This is also where the item in your question title comes in. Fast-forward, or non-fast-forward, is a property of a "label move", in git.

To really understand this, we have to take another little side trip, discussing git's model for commits and branches.


Commit graphs

Every commit has a guaranteed-unique identifier (the SHA-1, the 9afc317... number). Neither your nor anyone else will ever create any different commit that has that number, but if you or anyone else can manage to recreate that commit exactly, you will get the same number. (This is important for fetching.)

Each commit also contains—indirectly, by reference—a complete stand-alone entity, the "tree". The tree is the set of all files in that commit. The commit, however, is not quite stand-alone: it has one or more "parent" commits. These determine the commit history, and thus "build up" the actual branching structure.

(In many—maybe even most—other version control systems, the tree is not stand-alone: the VCS has to grind through parent and child commits to extract the tree, and/or to make new commits. But in git, each tree is independent; it only has to go through parent/child sequencing to compare two trees, or to determine commit history.)

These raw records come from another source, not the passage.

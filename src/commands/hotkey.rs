//! F1/F2/F3 hotkeys and the global-block switch.
//!
//! Hotkeys are just another producer of toggles: they go through the same
//! engine calls as explicit commands and never touch the store directly.

use std::num::NonZeroU32;
use std::str::FromStr;
use std::time::Duration;

use governor::{DefaultKeyedRateLimiter, Quota, RateLimiter};
use serde::Serialize;

use crate::config;
use crate::core::{GlobalSummary, ToggleDirection, ToggleOutcome};
use crate::error::AppError;
use crate::firewall::RuleExecutor;

use super::state::AppState;

#[derive(Debug, Clone, Copy, PartialEq, Eq, Hash)]
pub enum Hotkey {
    F1,
    F2,
    F3,
}

impl Hotkey {
    pub fn direction(self) -> ToggleDirection {
        match self {
            Hotkey::F1 => ToggleDirection::Both,
            Hotkey::F2 => ToggleDirection::In,
            Hotkey::F3 => ToggleDirection::Out,
        }
    }
}

impl FromStr for Hotkey {
    type Err = AppError;

    fn from_str(s: &str) -> Result<Self, Self::Err> {
        match s.trim().to_ascii_lowercase().as_str() {
            "f1" => Ok(Hotkey::F1),
            "f2" => Ok(Hotkey::F2),
            "f3" => Ok(Hotkey::F3),
            other => Err(AppError::InvalidInput(format!("unknown hotkey '{other}'"))),
        }
    }
}

/// Drops repeated presses of the same key inside the minimum interval.
pub struct HotkeyGate {
    limiter: DefaultKeyedRateLimiter<Hotkey>,
}

impl Default for HotkeyGate {
    fn default() -> Self {
        Self::new(Duration::from_millis(config::HOTKEY_MIN_INTERVAL_MS))
    }
}

impl HotkeyGate {
    pub fn new(min_interval: Duration) -> Self {
        let quota = Quota::with_period(min_interval)
            .unwrap_or_else(|| Quota::per_second(NonZeroU32::MIN));
        Self {
            limiter: RateLimiter::keyed(quota),
        }
    }

    /// True if this press should be acted on.
    pub fn admit(&self, key: Hotkey) -> bool {
        self.limiter.check_key(&key).is_ok()
    }
}

/// What a hotkey or `perform_action` ended up doing.
#[derive(Debug, Serialize)]
#[serde(tag = "scope", rename_all = "lowercase")]
pub enum ActionResult {
    Single(ToggleOutcome),
    Global(GlobalSummary),
}

/// Toggle `entry`, or every entry when the global switch is on.
///
/// In global mode the action is derived from `entry`'s stored status and
/// applied unchanged to the whole catalog.
pub async fn perform_action<E: RuleExecutor>(
    state: &AppState<E>,
    entry: &str,
    direction: ToggleDirection,
) -> Result<ActionResult, AppError> {
    let settings = state.database.load_settings()?;
    if settings.global_block_enabled {
        let summary = state.engine.toggle_global_from(entry, direction).await?;
        Ok(ActionResult::Global(summary))
    } else {
        let outcome = state.engine.toggle(entry, direction).await?;
        Ok(ActionResult::Single(outcome))
    }
}

/// Handle one hotkey press against the selected entry.
///
/// Returns `Ok(None)` when the press was throttled.
pub async fn press_hotkey<E: RuleExecutor>(
    state: &AppState<E>,
    key: Hotkey,
) -> Result<Option<ActionResult>, AppError> {
    let selected = state
        .selected()
        .ok_or_else(|| AppError::InvalidInput("select an entry first".into()))?;
    if !state.hotkeys.admit(key) {
        tracing::debug!("Dropped repeated {key:?}");
        return Ok(None);
    }
    perform_action(state, &selected.key(), key.direction())
        .await
        .map(Some)
}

Given a commit, git finds its parent commit(s), and their parent(s), and so on, and builds up a "commit graph":

        C - F
      /       \
A - B           G   <-- master
      \       /
        D - E

This is a graph of a repository containing 7 commits in all, all on one branch named master. A is the initial commit (A here stands for some big ugly unique SHA-1 number), B has some change since A (comparing the two trees for A and B will show the change), and then someone—or maybe two "someones"—did what would be called "branching": created commit C based on commit B, and created commit D also based on commit B.

After that, someone created commit E based on D, and F based on C.

Finally, someone combined the two branches to make a merge commit, commit G. Commit G has as its (two) parents, both F and E. The fact that it has two parents is, in fact, what makes it a "merge commit".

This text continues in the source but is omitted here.